El turismo ha sido uno de los sectores más castigados por la pandemia pero tras un año de contención y restricciones a la movilidad, empieza a despertar. La provincia recibió durante el mes de mayo 18.410 visitantes, una cifra muy alejada de los casi treinta mil que eligieron este destino en mayo de 2019, antes del coronavirus, pero también superior a la del pasado mes de abril en el que, pese a coincidir con las vacaciones de Semana Santa, apenas llegaron a Ourense 15.900 viajeros.

La desescalada definitiva, el levantamiento de los cierres perimetrales y la cada vez más cercana inmunidad de grupo ha generado optimismo y reactivado el sector. Así lo constatan en los departamentos de recepción de algunos de los establecimientos de la ciudad de As Burgas, donde desde hace dos semanas han empezado a dispararse las reservas. Tanto el Hotel Carrís como el Princess, en pleno centro urbano, adelantan que el mes de junio ha sido bueno y que la ocupación en julio no bajará del 70% con fechas ya marcadas en agosto.

El presidente de la Federación Provincial de Hostelería de Ourense, Ovidio Fernández Ojea, no ve el vaso ni medio lleno ni medio vacío, y apuesta por la cautela. “Estamos a la expectativa porque todavía no sabemos qué va a pasar con el turismo extranjero, si van a poder venir o no. Ya hemos visto lo que pasa con el turismo británico, y esto es una preocupación muy grande que tenemos que valorar”, dice.

“Estamos a la expectativa porque todavía no sabemos qué va a pasar con el turismo extranjero"

Ovidio Fernández Ojea - Presidente de la Federación Provincial de Hostelería

Según la encuesta de coyuntura hotelera que publicó ayer el INE, el pasado mes de mayo visitaron Ourense 18.410 personas pero solo 1.163, un 6%, eran residentes en el extranjero. En mayo de 2019 el porcentaje fue del 15%, más del doble.

Un destino seguro

En términos generales, Fernández Ojea afirma que hay señales que indican una buena tendencia y un crecimiento en la demanda, y se aventura a anticipar una ocupación media en la provincia en julio y agosto del 65% que, dadas las circunstancias, no sería un mal dato. “El despertar es bueno, la situación está mejorando y todavía va a mejorar mucho más; somos un destino seguro y esa tranquilidad es la que tienen que percibir los que nos visiten, pensando ya en 2022 como el verdadero año Xacobeo que Galicia tiene que tener”, apunta.

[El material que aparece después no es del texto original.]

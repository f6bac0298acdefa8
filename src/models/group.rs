//! Group: a set of players playing one round-robin schedule.

use crate::models::game::{GameMatch, MatchId, Round};
use crate::models::player::{PlayerId, PlayerStats};
use serde::{Deserialize, Serialize};

/// Unique identifier for a group.
pub type GroupId = uuid::Uuid;

#[derive(Clone, Debug, Eq, PartialEq, Serialize, Deserialize)]
pub struct Group {
    pub id: GroupId,
    pub name: String,
    /// Unique player ids; order is the seeding used by the schedule.
    pub player_ids: Vec<PlayerId>,
    /// Rounds generated once at creation. Only scores change afterwards.
    pub matches: Vec<Round>,
    /// Last computed standings, empty until the first refresh.
    pub standings: Vec<PlayerStats>,
}

/// Input for building a group by hand: a name and the chosen players.
#[derive(Clone, Debug, Eq, PartialEq, Serialize, Deserialize)]
pub struct GroupDraft {
    pub name: String,
    pub player_ids: Vec<PlayerId>,
}

impl Group {
    /// Every match of every round, in schedule order.
    pub fn all_matches(&self) -> impl Iterator<Item = &GameMatch> {
        self.matches.iter().flatten()
    }

    /// Finished matches only, in schedule order.
    pub fn finished_matches(&self) -> impl Iterator<Item = &GameMatch> {
        self.all_matches().filter(|m| m.is_finished())
    }

    pub fn find_match(&self, match_id: MatchId) -> Option<&GameMatch> {
        self.all_matches().find(|m| m.id == match_id)
    }

    pub fn find_match_mut(&mut self, match_id: MatchId) -> Option<&mut GameMatch> {
        self.matches.iter_mut().flatten().find(|m| m.id == match_id)
    }
}
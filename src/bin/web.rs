//! Single binary web server exposing the tournament store as a REST API.
//! Run with: cargo run --bin web
//! Listens on 0.0.0.0:8080 by default and keeps its data in ./data.
//! Override with env: HOST (e.g. 0.0.0.0), PORT (e.g. 8080), DATA_DIR (e.g. /var/lib/super8).

use actix_web::{
    delete, get, post, put,
    web::{Data, Json, Path},
    App, HttpResponse, HttpServer, Responder,
};
use serde::Deserialize;
use std::sync::RwLock;
use super8_tournament::{
    build_groups, checked_score, partition_into_groups, standings_csv, FileStore, GroupDraft,
    GroupId, KeyValueStore, MatchId, PlayerId, Sport, TieBreakCriterion, TournamentError,
    TournamentId, TournamentRules, TournamentStore,
};
use tokio::sync::mpsc;

/// All players and tournaments, behind one lock. A write guard is the critical
/// section for "load group, mutate, store group".
type AppState = Data<RwLock<TournamentStore>>;

/// Snapshots waiting to be written to disk, in mutation order.
type SaveQueue = Data<mpsc::UnboundedSender<Vec<(&'static str, String)>>>;

struct Config {
    host: String,
    port: u16,
    data_dir: String,
}

impl Config {
    fn from_env() -> Self {
        Self {
            host: std::env::var("HOST").unwrap_or_else(|_| "0.0.0.0".to_string()),
            port: std::env::var("PORT")
                .ok()
                .and_then(|p| p.parse().ok())
                .unwrap_or(8080),
            data_dir: std::env::var("DATA_DIR").unwrap_or_else(|_| "data".to_string()),
        }
    }
}

#[derive(serde::Serialize)]
struct HealthResponse {
    ok: bool,
    service: &'static str,
}

#[derive(Deserialize)]
struct NameBody {
    name: String,
}

#[derive(Deserialize)]
struct CreateTournamentBody {
    name: String,
    #[serde(default)]
    sport: Sport,
    /// Manually assembled groups. Takes precedence over `player_ids`.
    #[serde(default)]
    groups: Vec<GroupDraft>,
    /// Players for a single group, or for a random split when `num_groups` is set.
    #[serde(default)]
    player_ids: Vec<PlayerId>,
    num_groups: Option<usize>,
    tie_break_criteria: Option<Vec<String>>,
}

#[derive(Deserialize)]
struct RecordResultBody {
    score_a: i64,
    score_b: i64,
}

#[derive(Deserialize)]
struct TournamentPath {
    id: TournamentId,
}

#[derive(Deserialize)]
struct PlayerPath {
    player_id: PlayerId,
}

#[derive(Deserialize)]
struct GroupPath {
    id: TournamentId,
    group_id: GroupId,
}

#[derive(Deserialize)]
struct MatchPath {
    id: TournamentId,
    group_id: GroupId,
    match_id: MatchId,
}

fn error_response(e: &TournamentError) -> HttpResponse {
    let body = serde_json::json!({ "error": e.to_string() });
    if e.is_not_found() {
        HttpResponse::NotFound().json(body)
    } else {
        HttpResponse::BadRequest().json(body)
    }
}

fn lock_error() -> HttpResponse {
    HttpResponse::InternalServerError().body("lock error")
}

/// Queue the current store contents for writing. Called with the write guard held
/// so snapshots reach the queue in the order the mutations happened.
fn queue_save(queue: &SaveQueue, store: &TournamentStore) {
    match store.snapshot() {
        Ok(entries) => {
            if queue.send(entries).is_err() {
                log::error!("Save queue closed; changes are not persisted");
            }
        }
        Err(e) => log::error!("{}", e),
    }
}

#[get("/api/health")]
async fn api_health() -> impl Responder {
    HttpResponse::Ok().json(HealthResponse {
        ok: true,
        service: "super8-tournament",
    })
}

#[get("/api/players")]
async fn api_list_players(state: AppState) -> HttpResponse {
    match state.read() {
        Ok(g) => HttpResponse::Ok().json(g.players()),
        Err(_) => lock_error(),
    }
}

#[post("/api/players")]
async fn api_add_player(state: AppState, queue: SaveQueue, body: Json<NameBody>) -> HttpResponse {
    let mut g = match state.write() {
        Ok(guard) => guard,
        Err(_) => return lock_error(),
    };
    match g.add_player(&body.name) {
        Ok(id) => {
            queue_save(&queue, &g);
            match g.player(id) {
                Ok(p) => HttpResponse::Ok().json(p),
                Err(e) => error_response(&e),
            }
        }
        Err(e) => error_response(&e),
    }
}

#[put("/api/players/{player_id}")]
async fn api_edit_player(
    state: AppState,
    queue: SaveQueue,
    path: Path<PlayerPath>,
    body: Json<NameBody>,
) -> HttpResponse {
    let mut g = match state.write() {
        Ok(guard) => guard,
        Err(_) => return lock_error(),
    };
    match g.edit_player(path.player_id, &body.name) {
        Ok(()) => {
            queue_save(&queue, &g);
            HttpResponse::Ok().json(g.players())
        }
        Err(e) => error_response(&e),
    }
}

#[delete("/api/players/{player_id}")]
async fn api_remove_player(state: AppState, queue: SaveQueue, path: Path<PlayerPath>) -> HttpResponse {
    let mut g = match state.write() {
        Ok(guard) => guard,
        Err(_) => return lock_error(),
    };
    match g.remove_player(path.player_id) {
        Ok(()) => {
            queue_save(&queue, &g);
            HttpResponse::Ok().json(g.players())
        }
        Err(e) => error_response(&e),
    }
}

#[get("/api/tournaments")]
async fn api_list_tournaments(state: AppState) -> HttpResponse {
    match state.read() {
        Ok(g) => HttpResponse::Ok().json(g.tournaments()),
        Err(_) => lock_error(),
    }
}

/// Create a tournament. Groups are built before the lock is taken; an invalid
/// group rejects the whole request and stores nothing.
#[post("/api/tournaments")]
async fn api_create_tournament(
    state: AppState,
    queue: SaveQueue,
    body: Json<CreateTournamentBody>,
) -> HttpResponse {
    let body = body.into_inner();
    let groups = if !body.groups.is_empty() {
        build_groups(&body.groups)
    } else if let Some(n) = body.num_groups {
        partition_into_groups(&body.player_ids, n)
    } else {
        build_groups(&[GroupDraft {
            name: "Group 1".to_string(),
            player_ids: body.player_ids,
        }])
    };
    let groups = match groups {
        Ok(groups) => groups,
        Err(e) => return error_response(&e),
    };
    let rules = TournamentRules {
        tie_break_criteria: body
            .tie_break_criteria
            .map(|tokens| TieBreakCriterion::parse_list(&tokens))
            .unwrap_or_else(|| TieBreakCriterion::DEFAULT_ORDER.to_vec()),
        ..TournamentRules::default()
    };

    let mut g = match state.write() {
        Ok(guard) => guard,
        Err(_) => return lock_error(),
    };
    match g.create_tournament(&body.name, body.sport, groups, rules) {
        Ok(id) => {
            queue_save(&queue, &g);
            match g.tournament(id) {
                Ok(t) => HttpResponse::Ok().json(t),
                Err(e) => error_response(&e),
            }
        }
        Err(e) => error_response(&e),
    }
}

#[get("/api/tournaments/{id}")]
async fn api_get_tournament(state: AppState, path: Path<TournamentPath>) -> HttpResponse {
    let g = match state.read() {
        Ok(guard) => guard,
        Err(_) => return lock_error(),
    };
    match g.tournament(path.id) {
        Ok(t) => HttpResponse::Ok().json(t),
        Err(e) => error_response(&e),
    }
}

#[delete("/api/tournaments/{id}")]
async fn api_delete_tournament(
    state: AppState,
    queue: SaveQueue,
    path: Path<TournamentPath>,
) -> HttpResponse {
    let mut g = match state.write() {
        Ok(guard) => guard,
        Err(_) => return lock_error(),
    };
    match g.delete_tournament(path.id) {
        Ok(()) => {
            queue_save(&queue, &g);
            HttpResponse::NoContent().finish()
        }
        Err(e) => error_response(&e),
    }
}

#[put("/api/tournaments/{id}/groups/{group_id}/name")]
async fn api_rename_group(
    state: AppState,
    queue: SaveQueue,
    path: Path<GroupPath>,
    body: Json<NameBody>,
) -> HttpResponse {
    let mut g = match state.write() {
        Ok(guard) => guard,
        Err(_) => return lock_error(),
    };
    match g.rename_group(path.id, path.group_id, &body.name) {
        Ok(()) => {
            queue_save(&queue, &g);
            match g.tournament(path.id) {
                Ok(t) => HttpResponse::Ok().json(t),
                Err(e) => error_response(&e),
            }
        }
        Err(e) => error_response(&e),
    }
}

/// Record a score. Standings are refreshed separately.
#[put("/api/tournaments/{id}/groups/{group_id}/matches/{match_id}/result")]
async fn api_record_result(
    state: AppState,
    queue: SaveQueue,
    path: Path<MatchPath>,
    body: Json<RecordResultBody>,
) -> HttpResponse {
    let scores = checked_score(body.score_a).and_then(|a| Ok((a, checked_score(body.score_b)?)));
    let (score_a, score_b) = match scores {
        Ok(s) => s,
        Err(e) => return error_response(&e),
    };
    let mut g = match state.write() {
        Ok(guard) => guard,
        Err(_) => return lock_error(),
    };
    match g.record_result(path.id, path.group_id, path.match_id, score_a, score_b) {
        Ok(()) => {
            queue_save(&queue, &g);
            match g.tournament(path.id).and_then(|t| t.group(path.group_id)) {
                Ok(group) => HttpResponse::Ok().json(group),
                Err(e) => error_response(&e),
            }
        }
        Err(e) => error_response(&e),
    }
}

#[post("/api/tournaments/{id}/groups/{group_id}/standings/refresh")]
async fn api_refresh_standings(state: AppState, queue: SaveQueue, path: Path<GroupPath>) -> HttpResponse {
    let mut g = match state.write() {
        Ok(guard) => guard,
        Err(_) => return lock_error(),
    };
    let standings = match g.refresh_standings(path.id, path.group_id) {
        Ok(s) => s.to_vec(),
        Err(e) => return error_response(&e),
    };
    queue_save(&queue, &g);
    HttpResponse::Ok().json(standings)
}

#[get("/api/tournaments/{id}/groups/{group_id}/standings.csv")]
async fn api_standings_csv(state: AppState, path: Path<GroupPath>) -> HttpResponse {
    let g = match state.read() {
        Ok(guard) => guard,
        Err(_) => return lock_error(),
    };
    let csv = g
        .tournament(path.id)
        .and_then(|t| t.group(path.group_id))
        .and_then(|group| standings_csv(group, g.players()));
    match csv {
        Ok(body) => HttpResponse::Ok()
            .content_type("text/csv; charset=utf-8")
            .body(body),
        Err(e) => error_response(&e),
    }
}

#[actix_web::main]
async fn main() -> std::io::Result<()> {
    env_logger::init_from_env(env_logger::Env::new().default_filter_or("info"));

    let config = Config::from_env();
    let backend = FileStore::new(&config.data_dir);
    let store = TournamentStore::restore(&backend).map_err(|e| std::io::Error::other(e.to_string()))?;
    log::info!(
        "Loaded {} player(s) and {} tournament(s) from {}",
        store.players().len(),
        store.tournaments().len(),
        backend.dir().display()
    );

    let state = Data::new(RwLock::new(store));

    // Background task: write queued snapshots one at a time, off the request path.
    let (tx, mut rx) = mpsc::unbounded_channel::<Vec<(&'static str, String)>>();
    actix_web::rt::spawn(async move {
        while let Some(entries) = rx.recv().await {
            let mut backend = backend.clone();
            let written = tokio::task::spawn_blocking(move || {
                entries
                    .into_iter()
                    .try_for_each(|(key, json)| backend.set(key, json))
            })
            .await;
            match written {
                Ok(Ok(())) => {}
                Ok(Err(e)) => log::error!("{}", e),
                Err(e) => log::error!("Save task failed: {}", e),
            }
        }
    });
    let queue = Data::new(tx);

    let bind = (config.host.clone(), config.port);
    log::info!("Starting server at http://{}:{}", bind.0, bind.1);

    HttpServer::new(move || {
        App::new()
            .app_data(state.clone())
            .app_data(queue.clone())
            .service(api_health)
            .service(api_list_players)
            .service(api_add_player)
            .service(api_edit_player)
            .service(api_remove_player)
            .service(api_list_tournaments)
            .service(api_create_tournament)
            .service(api_get_tournament)
            .service(api_delete_tournament)
            .service(api_rename_group)
            .service(api_record_result)
            .service(api_refresh_standings)
            .service(api_standings_csv)
    })
    .bind(bind)?
    .run()
    .await
}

En esta línea, la previsión es positiva si se compara con los meses de julio y agosto de 2020 pero menos favorable si se tiene en cuenta que antes de la crisis sanitaria la industria turística vivía su mejor momento, con cifras récord de viajeros en la provincia de Ourense.

Optimismo en los hoteles de la ciudad

La jefa de recepción del Hotel Carrís, Pilar Fernández, se muestra muy optimista porque desde hace dos semanas se nota un incremento de la demanda. “En lo que va de junio hemos alcanzado una ocupación del 80% y aunque todavía se está reservando mucho de última hora, las tres primeras semanas de julio las tenemos al 70%”, asegura. Agosto, está al 50% pero teniendo en cuenta que las reservas se han empezado a mover en los últimos 15 días, la perspectiva es “muy buena”, señala. “

En la recepción del Princess, Paloma González también confía en un buen verano después de un mes de junio “mejor de lo esperado”. Las reservas “no bajan del 70% en las próximas semanas con días del 80, 90 e incluso 100” y ya tienen dos bodas confirmadas, tres o cuatro pendientes, y varios grupos en agosto.

Buenas expectativas para un sector que sale muy tocado de la crisis económica derivada del COVID. Según los datos recogidos por el INE, entre mayo de 2019 y mayo de 2021, con la pandemia por medio, cerraron 23 establecimientos, pasando de 170 a 147. También ha sido un golpe duro para el empleo en los hoteles. Hace dos años había 664 personas trabajando en el sector en Ourense, pero a cierre de mayo la cifra todavía estaba en 456, un 31% menos.